The UN Development Programme's 2013 Human Development report also said much of the future growth of these emerging economies were to be driven by trade and technology exchanges between them - a departure from the past when developing nations rely on rich countries for capital and know-how.

The report said these emerging countries were now becoming the breeding ground for technical innovation and creative enterprises comparable to the traditional powers. Poor African nations are increasingly turning to the likes of China and India for technology and investment.

The developing countries - called the global south in the UN report as most of them located in the southern hemisphere - will also become the main consumer markets. The middle class in China, Brazil and India is growing at an unprecedented speed and scale. The proportion of the world's middle class living in developing nations more than doubled between 1990 and 2000.

The ratio was expected to reach more than 80 per cent by 2030, the report said. Middle-class people living in "the global south" will account for 70 per cent of total international consumer spending by that year.

When developed economies stopped growing during the 2008-09 financial crisis, developing economies kept on growing, the world took notice

"When developed economies stopped growing during the 2008-09 financial crisis, developing economies kept on growing, the world took notice … The rise of the south is unprecedented in its speed and scale. When dozens of countries and billions of people move up the development ladder, as they are doing today, it has a direct impact on wealth creation and broader human progress in all countries and regions of the world," wrote Helen Clark, administrator of the UN Development Programme.

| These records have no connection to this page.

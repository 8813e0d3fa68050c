//! Test capture mode for deterministic logging assertions
//!
//! A `tracing` layer that records every event in memory so tests can assert
//! on the boundary events emitted around capture, retention and history
//! operations.

use std::collections::HashMap;
use std::sync::{Arc, Mutex, OnceLock};
use tracing::field::{Field, Visit};
use tracing::{Level, Subscriber};
use tracing_subscriber::layer::{Context, SubscriberExt};
use tracing_subscriber::registry::LookupSpan;
use tracing_subscriber::util::SubscriberInitExt;
use tracing_subscriber::Layer;

/// A captured log event with all its fields rendered as strings
#[derive(Clone, Debug)]
pub struct CapturedEvent {
    pub level: Level,
    pub op: Option<String>,
    pub event: Option<String>,
    pub fields: HashMap<String, String>,
}

impl CapturedEvent {
    /// Look up a rendered field value
    pub fn field(&self, name: &str) -> Option<&str> {
        self.fields.get(name).map(String::as_str)
    }
}

#[derive(Default)]
struct FieldCollector(HashMap<String, String>);

impl Visit for FieldCollector {
    fn record_debug(&mut self, field: &Field, value: &dyn std::fmt::Debug) {
        self.0.insert(field.name().to_string(), format!("{:?}", value));
    }

    fn record_str(&mut self, field: &Field, value: &str) {
        self.0.insert(field.name().to_string(), value.to_string());
    }

    fn record_i64(&mut self, field: &Field, value: i64) {
        self.0.insert(field.name().to_string(), value.to_string());
    }

    fn record_u64(&mut self, field: &Field, value: u64) {
        self.0.insert(field.name().to_string(), value.to_string());
    }

    fn record_bool(&mut self, field: &Field, value: bool) {
        self.0.insert(field.name().to_string(), value.to_string());
    }
}

struct CaptureLayer {
    sink: Arc<Mutex<Vec<CapturedEvent>>>,
}

impl<S> Layer<S> for CaptureLayer
where
    S: Subscriber + for<'a> LookupSpan<'a>,
{
    fn on_event(&self, event: &tracing::Event<'_>, _ctx: Context<'_, S>) {
        let mut collector = FieldCollector::default();
        event.record(&mut collector);
        let fields = collector.0;

        let captured = CapturedEvent {
            level: *event.metadata().level(),
            op: fields.get("op").cloned(),
            event: fields.get("event").cloned(),
            fields,
        };

        if let Ok(mut sink) = self.sink.lock() {
            sink.push(captured);
        }
    }
}

/// Handle for reading captured events in tests
#[derive(Clone)]
pub struct TestCapture {
    sink: Arc<Mutex<Vec<CapturedEvent>>>,
}

impl TestCapture {
    /// Snapshot of every captured event so far
    pub fn events(&self) -> Vec<CapturedEvent> {
        self.sink.lock().map(|e| e.clone()).unwrap_or_default()
    }

    /// Events emitted for one operation name
    pub fn events_for(&self, op: &str) -> Vec<CapturedEvent> {
        self.events()
            .into_iter()
            .filter(|e| e.op.as_deref() == Some(op))
            .collect()
    }

    /// Events emitted for one operation whose field `key` equals `value`
    ///
    /// The capture is process-global, so tests running in parallel narrow
    /// their assertions with a field they own (usually `instance_type`).
    pub fn events_where(&self, op: &str, key: &str, value: &str) -> Vec<CapturedEvent> {
        self.events_for(op)
            .into_iter()
            .filter(|e| e.field(key) == Some(value))
            .collect()
    }

    /// Assert that an event exists with the given operation and event name
    ///
    /// # Panics
    ///
    /// Panics if no such event was captured.
    pub fn assert_event_exists(&self, op: &str, event: &str) {
        let found = self
            .events_for(op)
            .iter()
            .any(|e| e.event.as_deref() == Some(event));
        assert!(found, "expected event op={} event={} was not captured", op, event);
    }
}

static GLOBAL_CAPTURE: OnceLock<TestCapture> = OnceLock::new();

/// Install the capture layer as the global subscriber (once per process)
/// and return a handle to it.
///
/// # Example
///
/// ```
/// use revisor_core::logging_facility::test_capture::init_test_capture;
/// use revisor_core::log_op_start;
///
/// let capture = init_test_capture();
/// log_op_start!("history_list");
/// capture.assert_event_exists("history_list", "start");
/// ```
pub fn init_test_capture() -> TestCapture {
    GLOBAL_CAPTURE
        .get_or_init(|| {
            let sink = Arc::new(Mutex::new(Vec::new()));
            let layer = CaptureLayer { sink: sink.clone() };
            tracing_subscriber::registry().with(layer).init();
            TestCapture { sink }
        })
        .clone()
}

#[cfg(test)]
mod tests {
    use super::*;

    #[test]
    fn test_field_lookup() {
        let mut fields = HashMap::new();
        fields.insert("instance_type".to_string(), "Post".to_string());
        let event = CapturedEvent {
            level: Level::INFO,
            op: Some("revision_capture".to_string()),
            event: Some("start".to_string()),
            fields,
        };

        assert_eq!(event.field("instance_type"), Some("Post"));
        assert_eq!(event.field("missing"), None);
    }
}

"The pace of change is slower in most of the 49 least developed countries, especially those that are landlocked or distant from world markets," it said.

Links between developing nations are growing. From 1980 to 2011, trade between developing nations as a share of world trade rose from 8.1 to 26.7 per cent.

"Capital goods such as electrical machinery, nuclear reactors and boilers dominated India's imports from China (60 per cent) and cost an estimated 30 per cent less than if they had been sourced from richer countries," it said.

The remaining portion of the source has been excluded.